'''
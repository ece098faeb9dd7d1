//! 值解码
//!
//! 存储中的值对核心逻辑是不透明的，只需要能展示。解码尽力而为，
//! 失败时保留原始字节。

use std::fmt;

use base64::Engine;
use base64::engine::general_purpose::STANDARD;
use serde::{Serialize, Serializer};

use crate::pickle;

/// 解码后的值
#[derive(Debug, Clone, PartialEq, Serialize)]
#[serde(untagged)]
pub enum DecodedValue {
    Null,
    Bool(bool),
    Int(i64),
    Float(f64),
    Text(String),
    Json(serde_json::Value),
    /// 无法识别的格式，保留原始字节
    Raw(#[serde(serialize_with = "serialize_raw")] Vec<u8>),
}

impl DecodedValue {
    pub fn is_raw(&self) -> bool {
        matches!(self, Self::Raw(_))
    }

    fn from_json(value: serde_json::Value) -> Self {
        match value {
            serde_json::Value::Null => Self::Null,
            serde_json::Value::Bool(b) => Self::Bool(b),
            serde_json::Value::Number(n) => match (n.as_i64(), n.as_f64()) {
                (Some(i), _) => Self::Int(i),
                (None, Some(f)) => Self::Float(f),
                (None, None) => Self::Json(serde_json::Value::Number(n)),
            },
            serde_json::Value::String(s) => Self::Text(s),
            other => Self::Json(other),
        }
    }
}

fn raw_display(bytes: &[u8]) -> String {
    match std::str::from_utf8(bytes) {
        Ok(s) => s.to_string(),
        Err(_) => format!("0x{}", hex::encode(bytes)),
    }
}

fn serialize_raw<S: Serializer>(bytes: &[u8], serializer: S) -> Result<S::Ok, S::Error> {
    serializer.serialize_str(&raw_display(bytes))
}

impl fmt::Display for DecodedValue {
    fn fmt(&self, f: &mut fmt::Formatter<'_>) -> fmt::Result {
        match self {
            Self::Null => f.write_str("null"),
            Self::Bool(b) => write!(f, "{}", b),
            Self::Int(i) => write!(f, "{}", i),
            Self::Float(x) => write!(f, "{}", x),
            Self::Text(s) => f.write_str(s),
            Self::Json(v) => write!(f, "{}", v),
            Self::Raw(bytes) => f.write_str(&raw_display(bytes)),
        }
    }
}

/// 值解码器
pub trait ValueDecoder: Send + Sync {
    /// 解码失败时必须返回 `DecodedValue::Raw`，不能报错
    fn decode(&self, blob: &[u8]) -> DecodedValue;
}

/// 默认解码器：pickle 标量 -> JSON -> 原始字节
///
/// 表存储会把二进制值以 base64 文本保存，`base64_wrapped` 时先尝试解开一层。
#[derive(Debug, Clone, Copy, Default)]
pub struct CacheValueDecoder {
    base64_wrapped: bool,
}

impl CacheValueDecoder {
    pub const fn plain() -> Self {
        Self {
            base64_wrapped: false,
        }
    }

    pub const fn base64_wrapped() -> Self {
        Self {
            base64_wrapped: true,
        }
    }

    fn decode_payload(bytes: &[u8]) -> Option<DecodedValue> {
        pickle::decode_scalar(bytes).or_else(|| {
            serde_json::from_slice::<serde_json::Value>(bytes)
                .ok()
                .map(DecodedValue::from_json)
        })
    }
}

impl ValueDecoder for CacheValueDecoder {
    fn decode(&self, blob: &[u8]) -> DecodedValue {
        if self.base64_wrapped {
            let unwrapped = STANDARD
                .decode(blob.trim_ascii())
                .ok()
                .and_then(|bytes| Self::decode_payload(&bytes));
            if let Some(value) = unwrapped {
                return value;
            }
        }
        Self::decode_payload(blob).unwrap_or_else(|| DecodedValue::Raw(blob.to_vec()))
    }
}

#[cfg(test)]
mod tests {
    use super::*;

    #[test]
    fn test_json_scalars() {
        let decoder = CacheValueDecoder::plain();
        assert_eq!(decoder.decode(b"5"), DecodedValue::Int(5));
        assert_eq!(decoder.decode(b"true"), DecodedValue::Bool(true));
        assert_eq!(decoder.decode(b"1.5"), DecodedValue::Float(1.5));
        assert_eq!(decoder.decode(b"\"hi\""), DecodedValue::Text("hi".into()));
        assert_eq!(decoder.decode(b"null"), DecodedValue::Null);
    }

    #[test]
    fn test_json_structures() {
        let decoder = CacheValueDecoder::plain();
        let value = decoder.decode(br#"{"count":3,"window":60}"#);
        assert_eq!(value.to_string(), r#"{"count":3,"window":60}"#);
    }

    #[test]
    fn test_pickle_payload() {
        let decoder = CacheValueDecoder::plain();
        assert_eq!(decoder.decode(b"\x80\x05\x88."), DecodedValue::Bool(true));
        assert_eq!(decoder.decode(b"\x80\x04K\x03."), DecodedValue::Int(3));
    }

    #[test]
    fn test_base64_wrapped_pickle() {
        let decoder = CacheValueDecoder::base64_wrapped();
        assert_eq!(decoder.decode(b"gAWILg=="), DecodedValue::Bool(true));
    }

    #[test]
    fn test_base64_wrapper_falls_through_to_json() {
        // "true" 也是合法的 base64，但解出来不是任何已知格式
        let decoder = CacheValueDecoder::base64_wrapped();
        assert_eq!(decoder.decode(b"true"), DecodedValue::Bool(true));
        assert_eq!(decoder.decode(b"7"), DecodedValue::Int(7));
    }

    #[test]
    fn test_corrupt_value_falls_back_to_raw() {
        let decoder = CacheValueDecoder::plain();
        let value = decoder.decode(b"\x80\x05\xff\xfe garbage");
        assert!(value.is_raw());
        assert_eq!(value.to_string(), format!("0x{}", hex::encode(b"\x80\x05\xff\xfe garbage")));

        let text = decoder.decode(b"not json");
        assert_eq!(text, DecodedValue::Raw(b"not json".to_vec()));
        assert_eq!(text.to_string(), "not json");
    }

    #[test]
    fn test_serialize_untagged() {
        assert_eq!(serde_json::to_string(&DecodedValue::Int(3)).unwrap(), "3");
        assert_eq!(serde_json::to_string(&DecodedValue::Null).unwrap(), "null");
        assert_eq!(
            serde_json::to_string(&DecodedValue::Raw(b"abc".to_vec())).unwrap(),
            "\"abc\""
        );
    }
}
'''
● Work item
Retype the material above, character for character.

● Expected answer
repository ece098faeb9dd7d1
//! 值解码
//!
//! 存储中的值对核心逻辑是不透明的，只需要能展示。解码尽力而为，
//! 失败时保留原始字节。

use std::fmt;

use base64::Engine;
use base64::engine::general_purpose::STANDARD;
use serde::{Serialize, Serializer};

use crate::pickle;

/// 解码后的值
#[derive(Debug, Clone, PartialEq, Serialize)]
#[serde(untagged)]
pub enum DecodedValue {
    Null,
    Bool(bool),
    Int(i64),
    Float(f64),
    Text(String),
    Json(serde_json::Value),
    /// 无法识别的格式，保留原始字节
    Raw(#[serde(serialize_with = "serialize_raw")] Vec<u8>),
}

impl DecodedValue {
    pub fn is_raw(&self) -> bool {
        matches!(self, Self::Raw(_))
    }

    fn from_json(value: serde_json::Value) -> Self {
        match value {
            serde_json::Value::Null => Self::Null,
            serde_json::Value::Bool(b) => Self::Bool(b),
            serde_json::Value::Number(n) => match (n.as_i64(), n.as_f64()) {
                (Some(i), _) => Self::Int(i),
                (None, Some(f)) => Self::Float(f),
                (None, None) => Self::Json(serde_json::Value::Number(n)),
            },
            serde_json::Value::String(s) => Self::Text(s),
            other => Self::Json(other),
        }
    }
}

fn raw_display(bytes: &[u8]) -> String {
    match std::str::from_utf8(bytes) {
        Ok(s) => s.to_string(),
        Err(_) => format!("0x{}", hex::encode(bytes)),
    }
}

fn serialize_raw<S: Serializer>(bytes: &[u8], serializer: S) -> Result<S::Ok, S::Error> {
    serializer.serialize_str(&raw_display(bytes))
}

impl fmt::Display for DecodedValue {
    fn fmt(&self, f: &mut fmt::Formatter<'_>) -> fmt::Result {
        match self {
            Self::Null => f.write_str("null"),
            Self::Bool(b) => write!(f, "{}", b),
            Self::Int(i) => write!(f, "{}", i),
            Self::Float(x) => write!(f, "{}", x),
            Self::Text(s) => f.write_str(s),
            Self::Json(v) => write!(f, "{}", v),
            Self::Raw(bytes) => f.write_str(&raw_display(bytes)),
        }
    }
}

/// 值解码器
pub trait ValueDecoder: Send + Sync {
    /// 解码失败时必须返回 `DecodedValue::Raw`，不能报错
    fn decode(&self, blob: &[u8]) -> DecodedValue;
}

/// 默认解码器：pickle 标量 -> JSON -> 原始字节
///
/// 表存储会把二进制值以 base64 文本保存，`base64_wrapped` 时先尝试解开一层。
#[derive(Debug, Clone, Copy, Default)]
pub struct CacheValueDecoder {
    base64_wrapped: bool,
}

impl CacheValueDecoder {
    pub const fn plain() -> Self {
        Self {
            base64_wrapped: false,
        }
    }

    pub const fn base64_wrapped() -> Self {
        Self {
            base64_wrapped: true,
        }
    }

    fn decode_payload(bytes: &[u8]) -> Option<DecodedValue> {
        pickle::decode_scalar(bytes).or_else(|| {
            serde_json::from_slice::<serde_json::Value>(bytes)
                .ok()
                .map(DecodedValue::from_json)
        })
    }
}

impl ValueDecoder for CacheValueDecoder {
    fn decode(&self, blob: &[u8]) -> DecodedValue {
        if self.base64_wrapped {
            let unwrapped = STANDARD
                .decode(blob.trim_ascii())
                .ok()
                .and_then(|bytes| Self::decode_payload(&bytes));
            if let Some(value) = unwrapped {
                return value;
            }
        }
        Self::decode_payload(blob).unwrap_or_else(|| DecodedValue::Raw(blob.to_vec()))
    }
}

#[cfg(test)]
mod tests {
    use super::*;

    #[test]
    fn test_json_scalars() {
        let decoder = CacheValueDecoder::plain();
        assert_eq!(decoder.decode(b"5"), DecodedValue::Int(5));
        assert_eq!(decoder.decode(b"true"), DecodedValue::Bool(true));
        assert_eq!(decoder.decode(b"1.5"), DecodedValue::Float(1.5));
        assert_eq!(decoder.decode(b"\"hi\""), DecodedValue::Text("hi".into()));
        assert_eq!(decoder.decode(b"null"), DecodedValue::Null);
    }

    #[test]
    fn test_json_structures() {
        let decoder = CacheValueDecoder::plain();
        let value = decoder.decode(br#"{"count":3,"window":60}"#);
        assert_eq!(value.to_string(), r#"{"count":3,"window":60}"#);
    }

    #[test]
    fn test_pickle_payload() {
        let decoder = CacheValueDecoder::plain();
        assert_eq!(decoder.decode(b"\x80\x05\x88."), DecodedValue::Bool(true));
        assert_eq!(decoder.decode(b"\x80\x04K\x03."), DecodedValue::Int(3));
    }

    #[test]
    fn test_base64_wrapped_pickle() {
        let decoder = CacheValueDecoder::base64_wrapped();
        assert_eq!(decoder.decode(b"gAWILg=="), DecodedValue::Bool(true));
    }

    #[test]
    fn test_base64_wrapper_falls_through_to_json() {
        // "true" 也是合法的 base64，但解出来不是任何已知格式
        let decoder = CacheValueDecoder::base64_wrapped();
        assert_eq!(decoder.decode(b"true"), DecodedValue::Bool(true));
        assert_eq!(decoder.decode(b"7"), DecodedValue::Int(7));
    }

    #[test]
    fn test_corrupt_value_falls_back_to_raw() {
        let decoder = CacheValueDecoder::plain();
        let value = decoder.decode(b"\x80\x05\xff\xfe garbage");
        assert!(value.is_raw());
        assert_eq!(value.to_string(), format!("0x{}", hex::encode(b"\x80\x05\xff\xfe garbage")));

        let text = decoder.decode(b"not json");
        assert_eq!(text, DecodedValue::Raw(b"not json".to_vec()));
        assert_eq!(text.to_string(), "not json");
    }

    #[test]
    fn test_serialize_untagged() {
        assert_eq!(serde_json::to_string(&DecodedValue::Int(3)).unwrap(), "3");
        assert_eq!(serde_json::to_string(&DecodedValue::Null).unwrap(), "null");
        assert_eq!(
            serde_json::to_string(&DecodedValue::Raw(b"abc".to_vec())).unwrap(),
            "\"abc\""
        );
    }
}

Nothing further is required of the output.